Work required
Examine the records below. Report how many of their lines contain the word "AccountingArg", with no other content.

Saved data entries

------------------------------------------------------------------------

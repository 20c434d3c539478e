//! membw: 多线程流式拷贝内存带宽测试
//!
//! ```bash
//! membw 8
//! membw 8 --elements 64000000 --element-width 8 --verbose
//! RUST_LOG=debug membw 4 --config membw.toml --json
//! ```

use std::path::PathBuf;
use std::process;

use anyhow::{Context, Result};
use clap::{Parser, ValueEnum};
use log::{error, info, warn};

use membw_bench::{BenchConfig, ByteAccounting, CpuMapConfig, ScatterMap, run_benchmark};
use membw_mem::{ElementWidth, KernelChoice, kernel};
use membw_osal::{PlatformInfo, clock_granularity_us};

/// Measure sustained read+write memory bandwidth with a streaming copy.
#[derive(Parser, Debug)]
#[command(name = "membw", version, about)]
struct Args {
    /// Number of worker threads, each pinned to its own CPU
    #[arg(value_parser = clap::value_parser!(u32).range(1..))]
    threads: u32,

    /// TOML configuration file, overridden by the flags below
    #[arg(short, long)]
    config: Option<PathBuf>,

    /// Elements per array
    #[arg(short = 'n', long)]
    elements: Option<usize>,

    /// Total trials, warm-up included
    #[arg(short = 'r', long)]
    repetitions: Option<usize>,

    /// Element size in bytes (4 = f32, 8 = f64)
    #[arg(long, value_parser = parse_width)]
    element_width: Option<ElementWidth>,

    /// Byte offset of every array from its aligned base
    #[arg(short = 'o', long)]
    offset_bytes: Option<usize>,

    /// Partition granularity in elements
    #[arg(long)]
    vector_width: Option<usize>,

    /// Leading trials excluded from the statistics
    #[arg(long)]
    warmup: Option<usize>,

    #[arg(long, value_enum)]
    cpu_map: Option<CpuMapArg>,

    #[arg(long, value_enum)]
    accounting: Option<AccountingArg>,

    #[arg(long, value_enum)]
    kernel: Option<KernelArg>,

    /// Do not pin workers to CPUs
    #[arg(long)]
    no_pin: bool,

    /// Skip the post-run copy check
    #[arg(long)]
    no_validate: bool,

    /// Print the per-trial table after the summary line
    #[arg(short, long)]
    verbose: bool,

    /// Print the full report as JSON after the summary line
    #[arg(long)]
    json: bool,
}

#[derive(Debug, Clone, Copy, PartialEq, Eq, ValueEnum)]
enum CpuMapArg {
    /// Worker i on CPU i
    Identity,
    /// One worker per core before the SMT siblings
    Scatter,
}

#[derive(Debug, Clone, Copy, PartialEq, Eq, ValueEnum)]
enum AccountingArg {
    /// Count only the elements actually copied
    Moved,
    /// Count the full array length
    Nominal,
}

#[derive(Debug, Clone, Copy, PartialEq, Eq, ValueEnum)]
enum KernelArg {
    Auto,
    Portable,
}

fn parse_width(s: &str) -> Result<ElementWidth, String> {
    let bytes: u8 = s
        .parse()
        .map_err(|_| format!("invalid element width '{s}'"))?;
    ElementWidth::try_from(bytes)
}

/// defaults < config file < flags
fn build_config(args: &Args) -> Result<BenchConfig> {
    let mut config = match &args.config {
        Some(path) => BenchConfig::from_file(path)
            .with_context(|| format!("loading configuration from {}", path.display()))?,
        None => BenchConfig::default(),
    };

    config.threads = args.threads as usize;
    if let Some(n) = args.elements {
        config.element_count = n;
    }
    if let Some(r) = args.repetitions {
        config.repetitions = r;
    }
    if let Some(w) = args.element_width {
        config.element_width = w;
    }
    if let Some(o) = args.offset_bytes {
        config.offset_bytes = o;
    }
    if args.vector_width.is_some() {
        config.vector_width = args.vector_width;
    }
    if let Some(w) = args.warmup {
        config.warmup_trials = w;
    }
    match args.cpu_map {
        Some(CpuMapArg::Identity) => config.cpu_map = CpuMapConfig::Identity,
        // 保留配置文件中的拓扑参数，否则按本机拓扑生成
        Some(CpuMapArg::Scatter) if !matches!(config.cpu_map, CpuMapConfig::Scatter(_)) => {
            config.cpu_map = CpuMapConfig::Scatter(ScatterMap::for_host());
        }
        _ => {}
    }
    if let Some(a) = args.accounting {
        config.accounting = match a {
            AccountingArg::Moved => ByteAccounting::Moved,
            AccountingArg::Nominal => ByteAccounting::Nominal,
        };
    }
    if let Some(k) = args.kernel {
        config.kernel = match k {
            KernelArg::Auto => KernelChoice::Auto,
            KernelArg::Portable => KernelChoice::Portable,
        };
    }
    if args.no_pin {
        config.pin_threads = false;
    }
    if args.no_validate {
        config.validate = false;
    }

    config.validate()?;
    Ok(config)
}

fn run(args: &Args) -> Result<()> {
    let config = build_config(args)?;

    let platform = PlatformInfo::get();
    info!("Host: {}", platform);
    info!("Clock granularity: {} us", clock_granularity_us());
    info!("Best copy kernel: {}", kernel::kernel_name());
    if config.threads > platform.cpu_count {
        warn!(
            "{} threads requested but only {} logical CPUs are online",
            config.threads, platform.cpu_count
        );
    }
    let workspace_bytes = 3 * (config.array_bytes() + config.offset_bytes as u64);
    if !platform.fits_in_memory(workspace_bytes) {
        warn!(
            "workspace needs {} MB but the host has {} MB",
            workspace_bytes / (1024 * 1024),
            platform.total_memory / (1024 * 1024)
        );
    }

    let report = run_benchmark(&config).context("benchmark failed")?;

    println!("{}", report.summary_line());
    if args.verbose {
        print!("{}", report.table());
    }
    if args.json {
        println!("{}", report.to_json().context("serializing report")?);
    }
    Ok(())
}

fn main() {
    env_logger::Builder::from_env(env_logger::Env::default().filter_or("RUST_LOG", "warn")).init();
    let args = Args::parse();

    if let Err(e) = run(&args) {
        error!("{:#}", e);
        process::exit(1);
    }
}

------------------------------------------------------------------------

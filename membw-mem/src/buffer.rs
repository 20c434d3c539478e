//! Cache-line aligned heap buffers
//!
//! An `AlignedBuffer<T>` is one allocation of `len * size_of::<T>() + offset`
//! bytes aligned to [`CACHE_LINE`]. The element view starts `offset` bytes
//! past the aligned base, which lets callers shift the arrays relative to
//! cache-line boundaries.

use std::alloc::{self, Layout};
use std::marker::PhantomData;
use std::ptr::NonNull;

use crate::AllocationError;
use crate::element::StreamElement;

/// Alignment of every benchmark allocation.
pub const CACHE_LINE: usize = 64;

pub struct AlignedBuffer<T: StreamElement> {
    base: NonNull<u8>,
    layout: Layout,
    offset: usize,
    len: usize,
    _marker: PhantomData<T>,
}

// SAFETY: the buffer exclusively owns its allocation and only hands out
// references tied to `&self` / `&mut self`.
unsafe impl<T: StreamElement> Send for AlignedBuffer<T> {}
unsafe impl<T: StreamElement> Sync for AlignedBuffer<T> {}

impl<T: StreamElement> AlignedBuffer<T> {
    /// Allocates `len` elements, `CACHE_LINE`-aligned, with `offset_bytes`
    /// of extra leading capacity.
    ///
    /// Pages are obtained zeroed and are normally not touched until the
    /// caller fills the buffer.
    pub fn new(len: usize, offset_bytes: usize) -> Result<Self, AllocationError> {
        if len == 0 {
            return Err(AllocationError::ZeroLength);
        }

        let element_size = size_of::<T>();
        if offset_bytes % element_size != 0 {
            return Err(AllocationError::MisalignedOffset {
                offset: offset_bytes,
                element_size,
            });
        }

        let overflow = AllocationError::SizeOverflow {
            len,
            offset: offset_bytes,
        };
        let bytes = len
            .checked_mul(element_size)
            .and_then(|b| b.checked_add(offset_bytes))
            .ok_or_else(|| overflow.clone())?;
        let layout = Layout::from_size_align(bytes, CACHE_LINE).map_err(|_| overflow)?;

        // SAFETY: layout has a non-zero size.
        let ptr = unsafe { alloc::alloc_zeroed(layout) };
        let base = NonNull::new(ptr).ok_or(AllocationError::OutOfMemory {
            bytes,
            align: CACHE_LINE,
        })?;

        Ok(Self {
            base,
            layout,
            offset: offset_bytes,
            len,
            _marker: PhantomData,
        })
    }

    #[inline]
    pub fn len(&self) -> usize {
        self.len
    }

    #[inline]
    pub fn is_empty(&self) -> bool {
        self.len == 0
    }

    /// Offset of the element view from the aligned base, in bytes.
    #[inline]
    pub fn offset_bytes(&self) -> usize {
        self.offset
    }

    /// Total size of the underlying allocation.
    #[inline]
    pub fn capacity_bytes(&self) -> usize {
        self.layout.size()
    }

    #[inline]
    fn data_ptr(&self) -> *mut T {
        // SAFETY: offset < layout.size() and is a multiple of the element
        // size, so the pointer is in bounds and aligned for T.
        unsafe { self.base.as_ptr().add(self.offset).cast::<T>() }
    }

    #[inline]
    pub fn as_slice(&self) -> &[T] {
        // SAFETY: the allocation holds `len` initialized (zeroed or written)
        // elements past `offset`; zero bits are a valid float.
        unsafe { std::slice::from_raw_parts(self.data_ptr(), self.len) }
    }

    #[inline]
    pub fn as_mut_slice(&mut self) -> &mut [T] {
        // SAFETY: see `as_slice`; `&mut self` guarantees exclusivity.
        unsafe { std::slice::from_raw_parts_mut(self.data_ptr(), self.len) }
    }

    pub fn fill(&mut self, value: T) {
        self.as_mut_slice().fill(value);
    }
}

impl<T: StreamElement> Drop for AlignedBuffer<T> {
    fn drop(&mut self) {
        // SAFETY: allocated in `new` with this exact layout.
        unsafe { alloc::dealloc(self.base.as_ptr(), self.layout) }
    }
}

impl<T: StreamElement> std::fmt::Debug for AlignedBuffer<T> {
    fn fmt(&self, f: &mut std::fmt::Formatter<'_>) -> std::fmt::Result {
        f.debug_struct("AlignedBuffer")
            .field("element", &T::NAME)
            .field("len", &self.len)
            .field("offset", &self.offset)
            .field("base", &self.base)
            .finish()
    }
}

------------------------------------------------------------------------

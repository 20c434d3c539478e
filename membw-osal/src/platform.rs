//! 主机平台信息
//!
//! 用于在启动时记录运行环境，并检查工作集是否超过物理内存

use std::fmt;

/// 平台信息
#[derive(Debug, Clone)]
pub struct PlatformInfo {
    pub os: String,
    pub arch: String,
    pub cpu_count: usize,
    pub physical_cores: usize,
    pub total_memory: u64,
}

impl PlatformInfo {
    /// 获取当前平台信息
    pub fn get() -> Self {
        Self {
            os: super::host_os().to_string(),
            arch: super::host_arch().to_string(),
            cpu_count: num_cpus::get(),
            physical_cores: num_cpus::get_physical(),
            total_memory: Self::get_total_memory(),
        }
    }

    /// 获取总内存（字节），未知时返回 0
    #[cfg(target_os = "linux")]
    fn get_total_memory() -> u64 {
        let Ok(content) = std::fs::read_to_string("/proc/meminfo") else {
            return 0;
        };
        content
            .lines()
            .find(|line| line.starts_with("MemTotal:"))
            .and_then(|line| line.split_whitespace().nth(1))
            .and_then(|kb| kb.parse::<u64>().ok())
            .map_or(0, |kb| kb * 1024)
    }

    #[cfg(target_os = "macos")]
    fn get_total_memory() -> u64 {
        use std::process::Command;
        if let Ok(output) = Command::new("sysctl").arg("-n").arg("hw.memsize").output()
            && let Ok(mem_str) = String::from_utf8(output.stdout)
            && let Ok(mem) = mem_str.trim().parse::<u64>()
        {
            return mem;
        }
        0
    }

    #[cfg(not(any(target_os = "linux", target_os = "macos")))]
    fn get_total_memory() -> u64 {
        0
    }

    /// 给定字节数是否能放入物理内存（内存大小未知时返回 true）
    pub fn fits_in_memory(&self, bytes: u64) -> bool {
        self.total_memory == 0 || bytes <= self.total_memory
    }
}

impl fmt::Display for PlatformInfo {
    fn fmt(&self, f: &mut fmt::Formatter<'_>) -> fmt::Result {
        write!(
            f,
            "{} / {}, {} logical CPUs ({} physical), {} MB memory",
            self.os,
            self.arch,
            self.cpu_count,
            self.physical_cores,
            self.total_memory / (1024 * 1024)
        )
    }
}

------------------------------------------------------------------------

Written solution
4